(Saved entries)
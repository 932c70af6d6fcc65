//! Message domain types.
//!
//! These are the value objects that flow through the entire system: an
//! ingress adapter publishes an `InboundMessage`, the agent loop turns it
//! into `ChatMessage` turns, and the response goes back out as an
//! `OutboundMessage`.

use serde::{Deserialize, Serialize};

/// The role of a message in a conversation.
#[derive(Debug, Clone, Copy, PartialEq, Eq, Serialize, Deserialize)]
#[serde(rename_all = "lowercase")]
pub enum Role {
    /// System instructions (identity, rules)
    System,
    /// The end user
    User,
    /// The AI assistant
    Assistant,
    /// Tool execution result
    Tool,
}

impl std::fmt::Display for Role {
    fn fmt(&self, f: &mut std::fmt::Formatter<'_>) -> std::fmt::Result {
        let s = match self {
            Role::System => "system",
            Role::User => "user",
            Role::Assistant => "assistant",
            Role::Tool => "tool",
        };
        write!(f, "{s}")
    }
}

/// A tool call requested by the assistant.
#[derive(Debug, Clone, Serialize, Deserialize)]
pub struct ToolCallRequest {
    /// Unique ID for this tool call (matches the provider's tool_call.id)
    pub id: String,

    /// Name of the tool to invoke
    pub name: String,

    /// Arguments as a JSON string, exactly as the provider emitted them
    pub arguments: String,
}

/// A single turn in a conversation.
#[derive(Debug, Clone, Serialize, Deserialize)]
pub struct ChatMessage {
    /// Who produced this turn
    pub role: Role,

    /// The text content
    pub content: String,

    /// Tool calls requested by the assistant (if any)
    #[serde(default, skip_serializing_if = "Vec::is_empty")]
    pub tool_calls: Vec<ToolCallRequest>,

    /// If this is a tool turn, which tool call it responds to
    #[serde(default, skip_serializing_if = "Option::is_none")]
    pub tool_call_id: Option<String>,
}

impl ChatMessage {
    pub fn system(content: impl Into<String>) -> Self {
        Self {
            role: Role::System,
            content: content.into(),
            tool_calls: Vec::new(),
            tool_call_id: None,
        }
    }

    pub fn user(content: impl Into<String>) -> Self {
        Self {
            role: Role::User,
            content: content.into(),
            tool_calls: Vec::new(),
            tool_call_id: None,
        }
    }

    pub fn assistant(content: impl Into<String>) -> Self {
        Self {
            role: Role::Assistant,
            content: content.into(),
            tool_calls: Vec::new(),
            tool_call_id: None,
        }
    }

    /// An assistant turn carrying tool call requests.
    pub fn assistant_with_calls(content: impl Into<String>, calls: Vec<ToolCallRequest>) -> Self {
        Self {
            role: Role::Assistant,
            content: content.into(),
            tool_calls: calls,
            tool_call_id: None,
        }
    }

    /// A tool turn answering a specific tool call.
    pub fn tool_result(tool_call_id: impl Into<String>, content: impl Into<String>) -> Self {
        Self {
            role: Role::Tool,
            content: content.into(),
            tool_calls: Vec::new(),
            tool_call_id: Some(tool_call_id.into()),
        }
    }
}

/// A message arriving from any ingress (channel adapter, webhook, cron,
/// heartbeat, swarm announcement). Consumed exactly once by the agent loop.
#[derive(Debug, Clone, Serialize, Deserialize)]
pub struct InboundMessage {
    /// Originating channel name ("api", "webhook", "system", ...)
    pub channel: String,

    /// Platform-specific sender identifier
    pub sender_id: String,

    /// The chat/group/path identifier within the channel
    pub chat_id: String,

    /// The text content
    pub content: String,

    /// Session key override; derived from channel + chat when absent
    #[serde(default, skip_serializing_if = "Option::is_none")]
    pub session_key: Option<String>,
}

impl InboundMessage {
    /// The session key for this message, deriving `<channel>:<chat_id>`
    /// when none was supplied.
    pub fn session_key(&self) -> String {
        self.session_key
            .clone()
            .unwrap_or_else(|| format!("{}:{}", self.channel, self.chat_id))
    }
}

/// A message to deliver back to a channel.
#[derive(Debug, Clone, Serialize, Deserialize)]
pub struct OutboundMessage {
    pub channel: String,
    pub chat_id: String,
    pub content: String,
}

Your assignment. Quote all the records. Keep every word exact.

Answer section.
repository 932c70af6d6fcc65
//! Message domain types.
//!
//! These are the value objects that flow through the entire system: an
//! ingress adapter publishes an `InboundMessage`, the agent loop turns it
//! into `ChatMessage` turns, and the response goes back out as an
//! `OutboundMessage`.

use serde::{Deserialize, Serialize};

/// The role of a message in a conversation.
#[derive(Debug, Clone, Copy, PartialEq, Eq, Serialize, Deserialize)]
#[serde(rename_all = "lowercase")]
pub enum Role {
    /// System instructions (identity, rules)
    System,
    /// The end user
    User,
    /// The AI assistant
    Assistant,
    /// Tool execution result
    Tool,
}

impl std::fmt::Display for Role {
    fn fmt(&self, f: &mut std::fmt::Formatter<'_>) -> std::fmt::Result {
        let s = match self {
            Role::System => "system",
            Role::User => "user",
            Role::Assistant => "assistant",
            Role::Tool => "tool",
        };
        write!(f, "{s}")
    }
}

/// A tool call requested by the assistant.
#[derive(Debug, Clone, Serialize, Deserialize)]
pub struct ToolCallRequest {
    /// Unique ID for this tool call (matches the provider's tool_call.id)
    pub id: String,

    /// Name of the tool to invoke
    pub name: String,

    /// Arguments as a JSON string, exactly as the provider emitted them
    pub arguments: String,
}

/// A single turn in a conversation.
#[derive(Debug, Clone, Serialize, Deserialize)]
pub struct ChatMessage {
    /// Who produced this turn
    pub role: Role,

    /// The text content
    pub content: String,

    /// Tool calls requested by the assistant (if any)
    #[serde(default, skip_serializing_if = "Vec::is_empty")]
    pub tool_calls: Vec<ToolCallRequest>,

    /// If this is a tool turn, which tool call it responds to
    #[serde(default, skip_serializing_if = "Option::is_none")]
    pub tool_call_id: Option<String>,
}

impl ChatMessage {
    pub fn system(content: impl Into<String>) -> Self {
        Self {
            role: Role::System,
            content: content.into(),
            tool_calls: Vec::new(),
            tool_call_id: None,
        }
    }

    pub fn user(content: impl Into<String>) -> Self {
        Self {
            role: Role::User,
            content: content.into(),
            tool_calls: Vec::new(),
            tool_call_id: None,
        }
    }

    pub fn assistant(content: impl Into<String>) -> Self {
        Self {
            role: Role::Assistant,
            content: content.into(),
            tool_calls: Vec::new(),
            tool_call_id: None,
        }
    }

    /// An assistant turn carrying tool call requests.
    pub fn assistant_with_calls(content: impl Into<String>, calls: Vec<ToolCallRequest>) -> Self {
        Self {
            role: Role::Assistant,
            content: content.into(),
            tool_calls: calls,
            tool_call_id: None,
        }
    }

    /// A tool turn answering a specific tool call.
    pub fn tool_result(tool_call_id: impl Into<String>, content: impl Into<String>) -> Self {
        Self {
            role: Role::Tool,
            content: content.into(),
            tool_calls: Vec::new(),
            tool_call_id: Some(tool_call_id.into()),
        }
    }
}

/// A message arriving from any ingress (channel adapter, webhook, cron,
/// heartbeat, swarm announcement). Consumed exactly once by the agent loop.
#[derive(Debug, Clone, Serialize, Deserialize)]
pub struct InboundMessage {
    /// Originating channel name ("api", "webhook", "system", ...)
    pub channel: String,

    /// Platform-specific sender identifier
    pub sender_id: String,

    /// The chat/group/path identifier within the channel
    pub chat_id: String,

    /// The text content
    pub content: String,

    /// Session key override; derived from channel + chat when absent
    #[serde(default, skip_serializing_if = "Option::is_none")]
    pub session_key: Option<String>,
}

impl InboundMessage {
    /// The session key for this message, deriving `<channel>:<chat_id>`
    /// when none was supplied.
    pub fn session_key(&self) -> String {
        self.session_key
            .clone()
            .unwrap_or_else(|| format!("{}:{}", self.channel, self.chat_id))
    }
}

/// A message to deliver back to a channel.
#[derive(Debug, Clone, Serialize, Deserialize)]
pub struct OutboundMessage {
    pub channel: String,
    pub chat_id: String,
    pub content: String,
}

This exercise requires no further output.